### YOUR GOAL
Search the data below for the string "offset". Extract every line that contains it.

Stored items:
//! End to end scenarios of the cursor engine, driven against the scripted wire client.

mod common;

use common::{
    command_ok, connect_expectations, default_parameters, expect, install, tuples, Expectation,
    ScriptedClient,
};
use pg_odbc::client::WireTransactionStatus::{Idle, InTransaction};
use pg_odbc::{
    BoundValue, Concurrency, Connection, CopyOutcome, CursorType, FetchOrientation,
    GetDataOutcome, RowStatus, StatementId,
};

fn connect(connection_string: &str, expectations: Vec<Expectation>) -> Connection<ScriptedClient> {
    let mut script = connect_expectations();
    script.extend(expectations);
    install(&default_parameters(), script);
    let options = pg_odbc::ConnectOptions::parse(connection_string).unwrap();
    Connection::establish(options).unwrap()
}

/// Catalog answer for a table `t(id int not null, s text)` with a unique index on `id`.
fn catalog_for_t() -> Vec<Expectation> {
    vec![
        expect(
            "pg_attribute",
            vec![tuples(
                &[
                    ("attname", 19),
                    ("atttypid", 26),
                    ("atttypmod", 23),
                    ("attnotnull", 16),
                    ("attnum", 21),
                    ("oid", 26),
                    ("relhasoids", 16),
                ],
                &[
                    &["id", "23", "-1", "t", "1", "1000", "f"],
                    &["s", "25", "-1", "f", "2", "1000", "f"],
                ],
            )],
            Idle,
        ),
        expect(
            "pg_index",
            vec![tuples(&[("attname", 19)], &[&["id"]])],
            Idle,
        ),
    ]
}

/// Opens the keyset cursor of the round trip scenario: two rows, rowset size two.
fn open_keyset_cursor(conn: &mut Connection<ScriptedClient>) -> StatementId {
    let id = conn.alloc_statement();
    let stmt = conn.statement_mut(id).unwrap();
    stmt.set_sql("SELECT id, s FROM t ORDER BY id");
    stmt.options.cursor_type = CursorType::KeysetDriven;
    stmt.options.concurrency = Concurrency::RowVersion;
    stmt.options.rowset_size = 2;
    conn.execute(id).unwrap();
    id
}

fn keyset_cursor_expectations() -> Vec<Expectation> {
    let mut expectations = catalog_for_t();
    expectations.push(expect(
        "DECLARE \"SQL_CUR1\" CURSOR FOR SELECT id, s, \"ctid\" FROM t ORDER BY id",
        vec![command_ok("BEGIN"), command_ok("DECLARE CURSOR")],
        InTransaction,
    ));
    expectations.push(expect(
        "FETCH FORWARD 100 IN \"SQL_CUR1\"",
        vec![tuples(
            &[("id", 23), ("s", 25), ("ctid", 27)],
            &[&["1", "hi", "(0,1)"], &["2", "bye", "(0,2)"]],
        )],
        InTransaction,
    ));
    expectations
}

fn read_text(
    conn: &mut Connection<ScriptedClient>,
    id: StatementId,
    row: usize,
    column: u16,
) -> String {
    let mut buf = [0u8; 32];
    match conn.get_data(id, row, column, &mut buf).unwrap() {
        GetDataOutcome::Data(CopyOutcome::Success { length }) => {
            String::from_utf8_lossy(&buf[..length]).into_owned()
        }
        other => panic!("expected a complete value, got {other:?}"),
    }
}

/// Insert two rows, read them back through a keyset cursor with rowset size two.
#[test]
fn round_trip_insert_and_keyset_select() {
    let mut expectations = vec![expect(
        "INSERT INTO t VALUES",
        vec![command_ok("INSERT 0 2")],
        Idle,
    )];
    expectations.extend(keyset_cursor_expectations());
    let mut conn = connect("", expectations);

    let id = conn.alloc_statement();
    conn.statement_mut(id)
        .unwrap()
        .set_sql("INSERT INTO t VALUES (1,'hi'), (2,'bye')");
    conn.execute(id).unwrap();
    assert_eq!(2, conn.rows_affected(id).unwrap());

    {
        let stmt = conn.statement_mut(id).unwrap();
        stmt.set_sql("SELECT id, s FROM t ORDER BY id");
        stmt.options.cursor_type = CursorType::KeysetDriven;
        stmt.options.concurrency = Concurrency::RowVersion;
        stmt.options.rowset_size = 2;
    }
    conn.execute(id).unwrap();

    let rowset = conn
        .fetch_scroll(id, FetchOrientation::Next)
        .unwrap()
        .expect("two rows");
    assert_eq!(0, rowset.start);
    assert_eq!(vec![0, 1], rowset.rows);
    assert!(rowset.statuses.iter().all(|status| status.is_empty()));

    assert_eq!("1", read_text(&mut conn, id, 0, 1));
    assert_eq!("hi", read_text(&mut conn, id, 0, 2));
    assert_eq!("2", read_text(&mut conn, id, 1, 1));
    assert_eq!("bye", read_text(&mut conn, id, 1, 2));
}

/// A positioned delete followed by a transaction rollback restores keyset and status bits.
#[test]
fn positioned_delete_rolled_back_restores_the_row() {
    let mut expectations = keyset_cursor_expectations();
    expectations.extend(vec![
        expect(
            "DELETE FROM \"t\" WHERE ctid = '(0,1)'",
            vec![command_ok("DELETE 1")],
            InTransaction,
        ),
        expect("ROLLBACK", vec![command_ok("ROLLBACK")], Idle),
        expect(
            "SELECT 1 FROM \"t\" WHERE ctid = '(0,1)'",
            vec![tuples(&[("?column?", 23)], &[&["1"]])],
            Idle,
        ),
        expect(
            "SELECT \"id\", \"s\" FROM \"t\" WHERE ctid = '(0,1)'",
            vec![tuples(&[("id", 23), ("s", 25)], &[&["1", "hi"]])],
            Idle,
        ),
    ]);
    let mut conn = connect("", expectations);
    let id = open_keyset_cursor(&mut conn);
    conn.fetch_scroll(id, FetchOrientation::Next)
        .unwrap()
        .expect("two rows");

    conn.set_pos_delete(id, 0).unwrap();
    {
        let result = conn.statement(id).unwrap().result.as_ref().unwrap();
        let status = result.key(0).unwrap().status;
        assert!(status.contains(RowStatus::DELETED));
        assert!(status.contains(RowStatus::SELF_DELETING));
        assert_eq!(&[0], result.deleted_rows());
    }

    conn.abort().unwrap();

    let result = conn.statement(id).unwrap().result.as_ref().unwrap();
    assert!(result.key(0).unwrap().status.is_empty());
    assert!(result.deleted_rows().is_empty());
    assert!(result.rollback.is_empty());
    // The undo log re-read refreshed the cached bytes.
    assert_eq!(Some(b"hi".as_slice()), result.value(0, 1));
}

/// A row inserted through the cursor lives in the added overlay: FETCH LAST delivers it with the
/// added status and a replayable bookmark.
#[test]
fn fetch_last_delivers_the_added_row_with_bookmark() {
    let mut expectations = keyset_cursor_expectations();
    expectations.extend(vec![
        expect(
            "INSERT INTO \"t\" (\"id\", \"s\") VALUES (3, 'new') RETURNING ctid",
            vec![tuples(&[("ctid", 27)], &[&["(0,3)"]])],
            InTransaction,
        ),
        expect(
            "SELECT \"id\", \"s\" FROM \"t\" WHERE ctid = '(0,3)'",
            vec![tuples(&[("id", 23), ("s", 25)], &[&["3", "new"]])],
            InTransaction,
        ),
    ]);
    let mut conn = connect("", expectations);
    let id = open_keyset_cursor(&mut conn);

    let bookmark = conn
        .set_pos_insert(
            id,
            &[
                (1, BoundValue::Int(3)),
                (2, BoundValue::Char(b"new".to_vec())),
            ],
        )
        .unwrap();
    assert_eq!(3, bookmark);

    let rowset = conn
        .fetch_scroll(id, FetchOrientation::Last)
        .unwrap()
        .expect("last rowset");
    assert_eq!(1, rowset.start);
    assert_eq!(vec![1, 2], rowset.rows);
    assert!(rowset.statuses[1].contains(RowStatus::ADDED));
    assert_eq!(3, conn.bookmark(id, 1).unwrap());
    assert_eq!("3", read_text(&mut conn, id, 1, 1));
    assert_eq!("new", read_text(&mut conn, id, 1, 2));

    // Replaying the bookmark scrolls back to the added row.
    let replay = conn
        .fetch_scroll(
            id,
            FetchOrientation::Bookmark {
                bookmark,
                offset: 0,
            },
        )
        .unwrap()
        .expect("bookmark target");
    assert_eq!(vec![2], replay.rows);

    // A bookmark offset past the end clamps to no data, not to the last row.
    let past_end = conn
        .fetch_scroll(
            id,
            FetchOrientation::Bookmark {
                bookmark,
                offset: 5,
            },
        )
        .unwrap();
    assert!(past_end.is_none());
}

/// Servers older than 8.2 have no `RETURNING`: a positioned insert locates the new row through
/// a `currtid` probe on the invalid tid instead.
#[test]
fn positioned_insert_probes_currtid_on_old_servers() {
    let mut script = connect_expectations();
    script.extend(keyset_cursor_expectations());
    script.extend(vec![
        expect(
            "INSERT INTO \"t\" (\"id\", \"s\") VALUES (3, 'new')",
            vec![command_ok("INSERT 17 1")],
            InTransaction,
        ),
        expect(
            "select currtid(0, '(0,0)')",
            vec![tuples(&[("currtid", 27)], &[&["(0,3)"]])],
            InTransaction,
        ),
        expect(
            "SELECT \"id\", \"s\" FROM \"t\" WHERE ctid = '(0,3)'",
            vec![tuples(&[("id", 23), ("s", 25)], &[&["3", "new"]])],
            InTransaction,
        ),
    ]);
    install(&[("server_version", "8.0.2"), ("client_encoding", "UTF8")], script);
    let options = pg_odbc::ConnectOptions::parse("").unwrap();
    let mut conn: Connection<ScriptedClient> = Connection::establish(options).unwrap();

    let id = open_keyset_cursor(&mut conn);
    let bookmark = conn
        .set_pos_insert(
            id,
            &[
                (1, BoundValue::Int(3)),
                (2, BoundValue::Char(b"new".to_vec())),
            ],
        )
        .unwrap();
    assert_eq!(3, bookmark);
    let rowset = conn
        .fetch_scroll(id, FetchOrientation::Last)
        .unwrap()
        .expect("last rowset");
    assert!(rowset.statuses[1].contains(RowStatus::ADDED));
    assert_eq!("new", read_text(&mut conn, id, 1, 2));
}

/// An empty result: FETCH NEXT reports no data and positions after the end.
#[test]
fn empty_result_fetch_next_returns_no_data() {
    let mut expectations = catalog_for_t();
    expectations.push(expect(
        "DECLARE \"SQL_CUR1\" CURSOR FOR SELECT id, s, \"ctid\" FROM t",
        vec![command_ok("BEGIN"), command_ok("DECLARE CURSOR")],
        InTransaction,
    ));
    expectations.push(expect(
        "FETCH FORWARD 100 IN \"SQL_CUR1\"",
        vec![tuples(&[("id", 23), ("s", 25), ("ctid", 27)], &[])],
        InTransaction,
    ));
    let mut conn = connect("", expectations);
    let id = conn.alloc_statement();
    let stmt = conn.statement_mut(id).unwrap();
    stmt.set_sql("SELECT id, s FROM t");
    stmt.options.cursor_type = CursorType::KeysetDriven;
    stmt.options.concurrency = Concurrency::RowVersion;
    stmt.options.rowset_size = 2;
    conn.execute(id).unwrap();

    assert!(conn.fetch_scroll(id, FetchOrientation::Next).unwrap().is_none());
    // The position stays after the end, further NEXT calls keep reporting no data.
    assert!(conn.fetch_scroll(id, FetchOrientation::Next).unwrap().is_none());
}

/// With `lf_conversion` on, character data grows carriage returns in front of bare line feeds,
/// and a zero sized buffer reports the unmodified length.
#[test]
fn lf_conversion_on_char_columns() {
    let mut expectations = vec![expect(
        "pg_attribute",
        vec![tuples(
            &[
                ("attname", 19),
                ("atttypid", 26),
                ("atttypmod", 23),
                ("attnotnull", 16),
                ("attnum", 21),
                ("oid", 26),
                ("relhasoids", 16),
            ],
            &[&["s", "25", "-1", "f", "1", "1000", "f"]],
        )],
        Idle,
    )];
    // No single column unique index: rows are not individually addressable.
    expectations.push(expect("pg_index", vec![tuples(&[("attname", 19)], &[])], Idle));
    expectations.push(expect(
        "DECLARE \"SQL_CUR1\" CURSOR FOR SELECT s FROM t",
        vec![command_ok("BEGIN"), command_ok("DECLARE CURSOR")],
        InTransaction,
    ));
    expectations.push(expect(
        "FETCH FORWARD 100 IN \"SQL_CUR1\"",
        vec![tuples(&[("s", 25)], &[&["a\nb"]])],
        InTransaction,
    ));
    let mut conn = connect("lf_conversion=1", expectations);
    let id = conn.alloc_statement();
    conn.statement_mut(id).unwrap().set_sql("SELECT s FROM t");
    conn.execute(id).unwrap();
    conn.fetch_scroll(id, FetchOrientation::Next)
        .unwrap()
        .expect("one row");

    // cbValueMax of zero: nothing is written, the indicator carries the converted length.
    let outcome = conn.get_data(id, 0, 1, &mut []).unwrap();
    assert_eq!(
        GetDataOutcome::Data(CopyOutcome::Truncated {
            written: 0,
            full_length: 4
        }),
        outcome
    );

    let mut buf = [0u8; 16];
    let outcome = conn.get_data(id, 0, 1, &mut buf).unwrap();
    assert_eq!(
        GetDataOutcome::Data(CopyOutcome::Success { length: 4 }),
        outcome
    );
    assert_eq!(b"a\r\nb\0", &buf[..5]);
}

/// FETCH PRIOR from the after-end position walks back into the result, including overlay rows.
#[test]
fn fetch_prior_after_end_returns_the_last_rowset() {
    let mut expectations = keyset_cursor_expectations();
    let mut conn = {
        expectations.push(expect(
            "INSERT INTO \"t\" (\"id\", \"s\") VALUES (3, 'new') RETURNING ctid",
            vec![tuples(&[("ctid", 27)], &[&["(0,3)"]])],
            InTransaction,
        ));
        expectations.push(expect(
            "SELECT \"id\", \"s\" FROM \"t\" WHERE ctid = '(0,3)'",
            vec![tuples(&[("id", 23), ("s", 25)], &[&["3", "new"]])],
            InTransaction,
        ));
        connect("", expectations)
    };
    let id = open_keyset_cursor(&mut conn);
    conn.set_pos_insert(
        id,
        &[
            (1, BoundValue::Int(3)),
            (2, BoundValue::Char(b"new".to_vec())),
        ],
    )
    .unwrap();

    // Walk past the end: 2 server rows + 1 added row with rowset size 2.
    assert!(conn.fetch_scroll(id, FetchOrientation::Next).unwrap().is_some());
    assert!(conn.fetch_scroll(id, FetchOrientation::Next).unwrap().is_some());
    assert!(conn.fetch_scroll(id, FetchOrientation::Next).unwrap().is_none());

    let rowset = conn
        .fetch_scroll(id, FetchOrientation::Prior)
        .unwrap()
        .expect("prior rowset");
    assert_eq!(vec![1, 2], rowset.rows);
}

### WRITTEN RESPONSE
                offset: 0,
    // A bookmark offset past the end clamps to no data, not to the last row.
                offset: 5,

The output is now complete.